9. Have You Checked the Track Record?

Past performance does not guarantee future results. But a consistent track record over 5 to 10 years tells you something about management quality. One great year means nothing. Five steady years of growth through different market conditions is a signal worth noting.

For funds, compare performance against their benchmark index. A fund that returned 12% sounds great until you learn the benchmark returned 15%.

10. What Would Make You Sell?

Decide your exit conditions before you enter. This is where most people fail. They buy with a plan and sell with emotions. Write down: "I will sell if the stock drops 20%" or "I will sell when my goal amount is reached." Then actually follow through.

An investment without an exit plan is a hope, not a strategy.

A Real-World Example

Imagine your friend tells you about a real estate fund promising 18% annual returns. Run the checklist:

  1. Can you explain it? — "It pools money to buy commercial buildings and earns rental income." Clear enough.
  2. Asset class? — Real estate, alternative investment.
  3. Who is selling? — The fund manager is raising capital. Check their past funds.
  4. Maximum loss? — Real estate funds can lose 30 to 50% if property values crash.
  5. Liquidity? — Most real estate funds have 5 to 7 year lock-ins. Your money is stuck.
  6. Fees? — Management fee 2%, performance fee 20% of profits. That is expensive.
  7. Time horizon? — Matches if you do not need the money for 7 or more years.
  8. Portfolio fit? — If you already own property, this adds more concentration.
  9. Track record? — First-time fund with no history. Red flag.
  10. Exit plan? — Cannot exit early due to lock-in. Risky.

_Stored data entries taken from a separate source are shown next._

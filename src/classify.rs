//! Driver-error classification.
//!
//! Postgres drivers surface failures in several shapes: a server error with
//! SQLSTATE code/detail/hint, a bare IO error from a refused socket, or a
//! wrapper whose useful message lives somewhere down the source chain. This
//! module first flattens whatever arrived into a [`DriverErrorInfo`], then
//! buckets it into one of the [`BackplaneError`] kinds by code and keyword
//! matching. The matching is heuristic by nature; the precedence order
//! (connection, authentication, schema-not-found, generic) is load-bearing
//! and covered by tests.

use std::error::Error as StdError;

use sqlx::error::DatabaseError;
use sqlx::postgres::PgDatabaseError;

use crate::error::BackplaneError;

/// Flattened view of a driver error, independent of its original shape.
#[derive(Debug, Clone, Default, PartialEq, Eq)]
pub struct DriverErrorInfo {
    pub message: String,
    pub code: Option<String>,
    pub detail: Option<String>,
    pub hint: Option<String>,
}

impl DriverErrorInfo {
    /// Extract message/code/detail/hint from a sqlx error.
    ///
    /// Strategies in order: server-reported database error fields, then the
    /// deepest message found walking the source chain, then the error's
    /// `Display` output.
    pub fn from_sqlx(err: &sqlx::Error) -> Self {
        if let Some(db_err) = err.as_database_error() {
            return Self::from_database_error(db_err);
        }

        // Io/Tls/protocol errors: the innermost source usually carries the
        // OS-level message ("Connection refused").
        let mut message = err.to_string();
        let mut source = err.source();
        while let Some(inner) = source {
            message = inner.to_string();
            source = inner.source();
        }
        if message.is_empty() {
            message = err.to_string();
        }

        DriverErrorInfo {
            message,
            code: io_error_code(err),
            detail: None,
            hint: None,
        }
    }

    fn from_database_error(db_err: &(dyn DatabaseError + 'static)) -> Self {
        let (detail, hint) = match db_err.try_downcast_ref::<PgDatabaseError>() {
            Some(pg) => (
                pg.detail().map(str::to_string),
                pg.hint().map(str::to_string),
            ),
            None => (None, None),
        };
        DriverErrorInfo {
            message: db_err.message().to_string(),
            code: db_err.code().map(|c| c.into_owned()),
            detail,
            hint,
        }
    }

    /// A diagnostics string for the error envelope's `details` payload.
    fn details_payload(&self) -> String {
        let mut parts = vec![self.message.clone()];
        if let Some(ref code) = self.code {
            parts.push(format!("code={code}"));
        }
        if let Some(ref detail) = self.detail {
            parts.push(detail.clone());
        }
        if let Some(ref hint) = self.hint {
            parts.push(format!("hint: {hint}"));
        }
        parts.join("; ")
    }
}

/// Map OS-level error kinds onto the conventional errno-style codes the
/// keyword matcher understands.
fn io_error_code(err: &sqlx::Error) -> Option<String> {
    if let sqlx::Error::Io(io_err) = err {
        return match io_err.kind() {
            std::io::ErrorKind::ConnectionRefused => Some("ECONNREFUSED".to_string()),
            std::io::ErrorKind::TimedOut => Some("ETIMEDOUT".to_string()),
            _ => None,
        };
    }
    None
}

/// Classify a flattened driver error into a [`BackplaneError`].
///
/// Precedence, checked in order:
/// 1. connection/timeout/refused keywords or `ECONNREFUSED`/`ETIMEDOUT`
/// 2. authentication/password/permission keywords or `28P01`/`28000`
///    (reported as a connection failure with a distinct message)
/// 3. database/schema does-not-exist keywords or `3D000`/`42P01`
/// 4. generic database failure preserving the original message
pub fn classify(info: &DriverErrorInfo) -> BackplaneError {
    let message = info.message.to_lowercase();
    let code = info.code.as_deref().unwrap_or("");
    let details = Some(info.details_payload());

    if code == "ECONNREFUSED"
        || code == "ETIMEDOUT"
        || message.contains("connection")
        || message.contains("timeout")
        || message.contains("timed out")
        || message.contains("refused")
    {
        return BackplaneError::Connection {
            message: "could not connect to the database; check the host, port and that \
                      the server is accepting connections"
                .to_string(),
            details,
        };
    }

    if code == "28P01"
        || code == "28000"
        || message.contains("authentication")
        || message.contains("password")
        || message.contains("permission")
    {
        return BackplaneError::Connection {
            message: "authentication failed; check the database user and password".to_string(),
            details,
        };
    }

    if code == "3D000"
        || code == "42P01"
        || message.contains("does not exist")
        || message.contains("database")
        || message.contains("schema")
    {
        return BackplaneError::Database {
            message: "database or schema not found; check the database name".to_string(),
            details,
        };
    }

    BackplaneError::Database {
        message: info.message.clone(),
        details,
    }
}

/// Convenience wrapper: extract and classify in one step.
pub fn classify_sqlx(err: &sqlx::Error) -> BackplaneError {
    match err {
        sqlx::Error::RowNotFound => BackplaneError::NotFound("row not found".to_string()),
        _ => classify(&DriverErrorInfo::from_sqlx(err)),
    }
}

#[cfg(test)]
mod tests {
    use super::*;

    fn info(message: &str, code: Option<&str>) -> DriverErrorInfo {
        DriverErrorInfo {
            message: message.to_string(),
            code: code.map(str::to_string),
            detail: None,
            hint: None,
        }
    }

    #[test]
    fn test_refused_socket_is_connection_error() {
        let err = classify(&info("Connection refused (os error 111)", None));
        assert!(matches!(err, BackplaneError::Connection { .. }));
        assert!(err.to_string().contains("could not connect"));
    }

    #[test]
    fn test_econnrefused_code_is_connection_error() {
        let err = classify(&info("socket error", Some("ECONNREFUSED")));
        assert!(matches!(err, BackplaneError::Connection { .. }));
    }

    #[test]
    fn test_password_failure_is_authentication_message() {
        // No connection keyword in the message, so the auth bucket wins.
        let err = classify(&info("password authentication failed for user \"app\"", None));
        assert!(matches!(err, BackplaneError::Connection { .. }));
        assert!(err.to_string().contains("authentication failed"));
    }

    #[test]
    fn test_sqlstate_28p01_is_authentication() {
        let err = classify(&info("login rejected", Some("28P01")));
        assert!(err.to_string().contains("authentication failed"));
    }

    #[test]
    fn test_connection_keyword_outranks_permission_keyword() {
        // Both keywords present: the connection check runs first, so this is
        // reported as a plain connection failure, not an auth failure.
        let err = classify(&info("permission denied while opening connection", None));
        assert!(matches!(err, BackplaneError::Connection { .. }));
        assert!(err.to_string().contains("could not connect"));
    }

    #[test]
    fn test_missing_database_is_schema_error() {
        let err = classify(&info("database \"nope\" does not exist", Some("3D000")));
        assert!(matches!(err, BackplaneError::Database { .. }));
        assert!(err.to_string().contains("not found"));
    }

    #[test]
    fn test_undefined_table_code_is_schema_error() {
        let err = classify(&info("relation \"public.ghost\" does not exist", Some("42P01")));
        assert!(err.to_string().contains("not found"));
    }

    #[test]
    fn test_unrecognized_error_stays_generic() {
        let err = classify(&info("division by zero", Some("22012")));
        match err {
            BackplaneError::Database { message, details } => {
                assert_eq!(message, "division by zero");
                assert!(details.unwrap().contains("22012"));
            }
            other => panic!("expected generic database error, got {other:?}"),
        }
    }

    #[test]
    fn test_details_payload_preserves_all_fields() {
        let info = DriverErrorInfo {
            message: "boom".to_string(),
            code: Some("XX000".to_string()),
            detail: Some("internal detail".to_string()),
            hint: Some("try again".to_string()),
        };
        assert_eq!(
            info.details_payload(),
            "boom; code=XX000; internal detail; hint: try again"
        );
    }

    #[test]
    fn test_from_sqlx_walks_io_source() {
        let io = std::io::Error::new(std::io::ErrorKind::ConnectionRefused, "Connection refused");
        let info = DriverErrorInfo::from_sqlx(&sqlx::Error::from(io));
        assert_eq!(info.code.as_deref(), Some("ECONNREFUSED"));
        assert!(info.message.contains("Connection refused"));
    }

    #[test]
    fn test_row_not_found_maps_to_not_found() {
        let err = classify_sqlx(&sqlx::Error::RowNotFound);
        assert!(matches!(err, BackplaneError::NotFound(_)));
    }
}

Result: this fund fails on liquidity, fees, track record, and exit flexibility. The 18% promise does not matter if four items flash warning signs.

Understanding what is investing starts here — not with picking winners, but with having a system that filters out bad decisions. Use this checklist every single time. Your future self will thank you.

Frequently Asked Questions

What is the most important thing to check before investing?
The most important check is whether you understand what you are buying. If you cannot explain the investment in one plain sentence — how it works and how it makes money — you should not put money into it. Understanding comes before returns.
How do I know if an investment is too risky for me?
Write down the maximum amount you could lose in a worst-case scenario. If that number would cause financial hardship or keep you awake at night, the investment is too risky for your situation. Risk tolerance is personal and depends on your financial cushion, income stability, and time horizon.
Should I invest in something just because it has high past returns?
No. Past returns do not guarantee future performance. A single great year can be luck. Look for consistency over 5 to 10 years and compare against the relevant benchmark index. A fund returning 12% means nothing if its benchmark returned 15% over the same period.
What are the most commonly overlooked investment costs?
Exit loads, platform fees, currency conversion charges, and the compounding effect of annual expense ratios are commonly missed. A 2% annual fee sounds small but can consume over 30% of your total gains over 20 years of compounding.
How many investments should a beginner hold?
Start with 3 to 5 diversified holdings across different asset classes. One broad equity index fund, one debt fund, and one additional asset gives a solid foundation. Adding too many holdings dilutes returns without meaningfully reducing risk.